All of lore.kernel.org
 help / color / mirror / Atom feed
From: Ingo Molnar <mingo@elte.hu>
To: David Schwartz <davids@webmaster.com>
Cc: "Linux-Kernel@Vger. Kernel. Org" <linux-kernel@vger.kernel.org>,
	Mike Galbraith <efault@gmx.de>,
	Peter Zijlstra <a.p.zijlstra@chello.nl>,
	Martin Michlmayr <tbm@cyrius.com>,
	Srivatsa Vaddagiri <vatsa@linux.vnet.ibm.com>,
	Stephen Hemminger <shemminger@linux-foundation.org>
Subject: Re: Network slowdown due to CFS
Date: Wed, 26 Sep 2007 15:31:38 +0200	[thread overview]
Message-ID: <20070926133138.GA23187@elte.hu> (raw)
In-Reply-To: <MDEHLPKNGKAHNMBLJOLKCEPKHAAC.davids@webmaster.com>


* David Schwartz <davids@webmaster.com> wrote:

> > > I think the real fix would be for iperf to use blocking network IO 
> > > though, or maybe to use a POSIX mutex or POSIX semaphores.
> >
> > So it's definitely not a bug in the kernel, only in iperf?
> 
> Martin:
> 
> Actually, in this case I think iperf is doing the right thing (though not
> the best thing) and the kernel is doing the wrong thing. [...]

it's not doing the right thing at all.

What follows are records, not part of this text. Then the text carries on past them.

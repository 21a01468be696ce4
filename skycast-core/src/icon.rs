//! Mapping from WeatherAPI.com condition codes to the internal icon vocabulary.
//!
//! The vocabulary is a two-digit category plus a `d`/`n` suffix (`"10d"`,
//! `"01n"`, ...). Codes are partitioned by an ordered table; the first
//! category listing a code wins, and anything not listed falls back to
//! [`ConditionCategory::PartlyCloudy`].
//!
//! Sleet and ice pellets have no icon of their own and are folded into the
//! snow category (`"13"`). The collapse is lossy on purpose.
//! See <https://www.weatherapi.com/docs/weather_conditions.json>.

use serde::{Deserialize, Serialize};
use std::fmt;

/// Closed set of icon categories.
#[derive(Debug, Clone, Copy, PartialEq, Eq, Hash, Serialize, Deserialize)]
pub enum ConditionCategory {
    Clear,
    PartlyCloudy,
    Cloudy,
    Drizzle,
    Rain,
    Thunder,
    Snow,
    Mist,
}

impl ConditionCategory {
    pub fn code(&self) -> &'static str {
        match self {
            ConditionCategory::Clear => "01",
            ConditionCategory::PartlyCloudy => "02",
            ConditionCategory::Cloudy => "04",
            ConditionCategory::Drizzle => "09",
            ConditionCategory::Rain => "10",
            ConditionCategory::Thunder => "11",
            ConditionCategory::Snow => "13",
            ConditionCategory::Mist => "50",
        }
    }

    pub fn from_code(code: &str) -> Option<Self> {
        let category = match code {
            "01" => ConditionCategory::Clear,
            "02" => ConditionCategory::PartlyCloudy,
            "04" => ConditionCategory::Cloudy,
            "09" => ConditionCategory::Drizzle,
            "10" => ConditionCategory::Rain,
            "11" => ConditionCategory::Thunder,
            "13" => ConditionCategory::Snow,
            "50" => ConditionCategory::Mist,
            _ => return None,
        };
        Some(category)
    }
}

/// Ordered partition of the known upstream codes.
const CONDITION_TABLE: &[(&[i32], ConditionCategory)] = &[
    (&[1000], ConditionCategory::Clear),
    (&[1003], ConditionCategory::PartlyCloudy),
    (&[1006, 1009], ConditionCategory::Cloudy),
    (&[1030, 1135, 1147], ConditionCategory::Mist),
    (
        &[1063, 1180, 1183, 1186, 1189, 1192, 1195, 1240, 1243, 1246],
        ConditionCategory::Rain,
    ),
    (&[1150, 1153, 1168, 1171], ConditionCategory::Drizzle),
    (&[1087, 1273, 1276, 1279, 1282], ConditionCategory::Thunder),
    (
        &[1066, 1114, 1117, 1210, 1213, 1216, 1219, 1222, 1225, 1237, 1255, 1258],
        ConditionCategory::Snow,
    ),
    // sleet / ice
    (
        &[1069, 1072, 1198, 1201, 1204, 1207, 1249, 1252, 1261, 1264],
        ConditionCategory::Snow,
    ),
];

/// Category used for any code missing from the table.
pub const FALLBACK_CATEGORY: ConditionCategory = ConditionCategory::PartlyCloudy;

/// Category plus day/night suffix, e.g. `"10d"`.
#[derive(Debug, Clone, Copy, PartialEq, Eq, Hash)]
pub struct IconCode {
    pub category: ConditionCategory,
    pub is_day: bool,
}

impl IconCode {
    pub fn new(category: ConditionCategory, is_day: bool) -> Self {
        Self { category, is_day }
    }

    pub fn suffix(&self) -> char {
        if self.is_day { 'd' } else { 'n' }
    }

    /// Parse a wire token such as `"13n"`.
    pub fn parse(token: &str) -> Option<Self> {
        let (category, suffix) = (token.get(..2)?, token.get(2..)?);
        let category = ConditionCategory::from_code(category)?;
        match suffix {
            "d" => Some(Self::new(category, true)),
            "n" => Some(Self::new(category, false)),
            _ => None,
        }
    }
}

impl fmt::Display for IconCode {
    fn fmt(&self, f: &mut fmt::Formatter<'_>) -> fmt::Result {
        write!(f, "{}{}", self.category.code(), self.suffix())
    }
}

impl Serialize for IconCode {
    fn serialize<S: serde::Serializer>(&self, serializer: S) -> Result<S::Ok, S::Error> {
        serializer.collect_str(self)
    }
}

impl<'de> Deserialize<'de> for IconCode {
    fn deserialize<D: serde::Deserializer<'de>>(deserializer: D) -> Result<Self, D::Error> {
        let token = String::deserialize(deserializer)?;
        IconCode::parse(&token)
            .ok_or_else(|| serde::de::Error::custom(format!("invalid icon code '{token}'")))
    }
}

/// Look up the category for an upstream condition code. Total over `i32`.
pub fn category_for_code(code: i32) -> ConditionCategory {
    CONDITION_TABLE
        .iter()
        .find(|(codes, _)| codes.contains(&code))
        .map(|(_, category)| *category)
        .unwrap_or(FALLBACK_CATEGORY)
}

/// Map an upstream condition code and day flag to an icon code.
pub fn map_condition_to_icon(code: i32, is_day: bool) -> IconCode {
    IconCode::new(category_for_code(code), is_day)
}

#[cfg(test)]
mod tests {
    use super::*;

    const RAIN_CODES: &[i32] = &[1063, 1180, 1183, 1186, 1189, 1192, 1195, 1240, 1243, 1246];

    #[test]
    fn clear_day_and_night() {
        assert_eq!(map_condition_to_icon(1000, true).to_string(), "01d");
        assert_eq!(map_condition_to_icon(1000, false).to_string(), "01n");
    }

    #[test]
    fn cloudy_and_overcast_share_category() {
        assert_eq!(map_condition_to_icon(1006, true).to_string(), "04d");
        assert_eq!(map_condition_to_icon(1009, true).to_string(), "04d");
    }

    #[test]
    fn mist_drizzle_thunder() {
        assert_eq!(map_condition_to_icon(1135, false).to_string(), "50n");
        assert_eq!(map_condition_to_icon(1153, true).to_string(), "09d");
        assert_eq!(map_condition_to_icon(1276, true).to_string(), "11d");
    }

    #[test]
    fn rain_suffix_follows_day_flag() {
        for code in RAIN_CODES {
            let day = map_condition_to_icon(*code, true).to_string();
            let night = map_condition_to_icon(*code, false).to_string();
            assert_eq!(day, "10d");
            assert_eq!(night, "10n");
        }
    }

    #[test]
    fn sleet_collapses_into_snow() {
        assert_eq!(map_condition_to_icon(1069, true), map_condition_to_icon(1066, true));
        assert_eq!(map_condition_to_icon(1264, false).to_string(), "13n");
    }

    #[test]
    fn unknown_codes_fall_back_to_partly_cloudy() {
        for code in [i32::MIN, -1, 0, 999, 1001, 1290, i32::MAX] {
            assert_eq!(map_condition_to_icon(code, true).to_string(), "02d");
            assert_eq!(map_condition_to_icon(code, false).to_string(), "02n");
        }
    }

    #[test]
    fn icon_code_parse_and_serde() {
        let icon = IconCode::parse("13n").expect("valid token");
        assert_eq!(icon.category, ConditionCategory::Snow);
        assert!(!icon.is_day);

        assert!(IconCode::parse("03d").is_none());
        assert!(IconCode::parse("01x").is_none());
        assert!(IconCode::parse("1").is_none());

        let json = serde_json::to_string(&icon).unwrap();
        assert_eq!(json, "\"13n\"");
        let back: IconCode = serde_json::from_str(&json).unwrap();
        assert_eq!(back, icon);
    }
}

I had a quick look at the source 
code, and the reason for that weird yield usage was that there's a 
locking bug in iperf's "Reporter thread" abstraction and apparently 
instead of fixing the bug it was worked around via a horrible yield() 
based user-space lock.

the (small) patch below fixes the iperf locking bug and removes the 
yield() use. There are numerous immediate benefits of this patch:

 - iperf uses _much_ less CPU time. On my Core2Duo test system, before 
   the patch it used up 100% CPU time to saturate 1 gigabit of network 
   traffic to another box. With the patch applied it now uses 9% of 
   CPU time.

 - sys_sched_yield() is removed altogether

 - i was able to measure much higher bandwidth over localhost for 
   example. This is the case for over-the-network measurements as well.

 - the results are also more consistent and more deterministic, hence 
   more reliable as a benchmarking tool. (the reason for that is that
   more CPU time is spent on actually delivering packets, instead of
   mindlessly polling on the user-space "lock", so we actually max out
   the CPU, instead of relying on the random proportion the workload was
   able to make progress versus wasting CPU time on polling.)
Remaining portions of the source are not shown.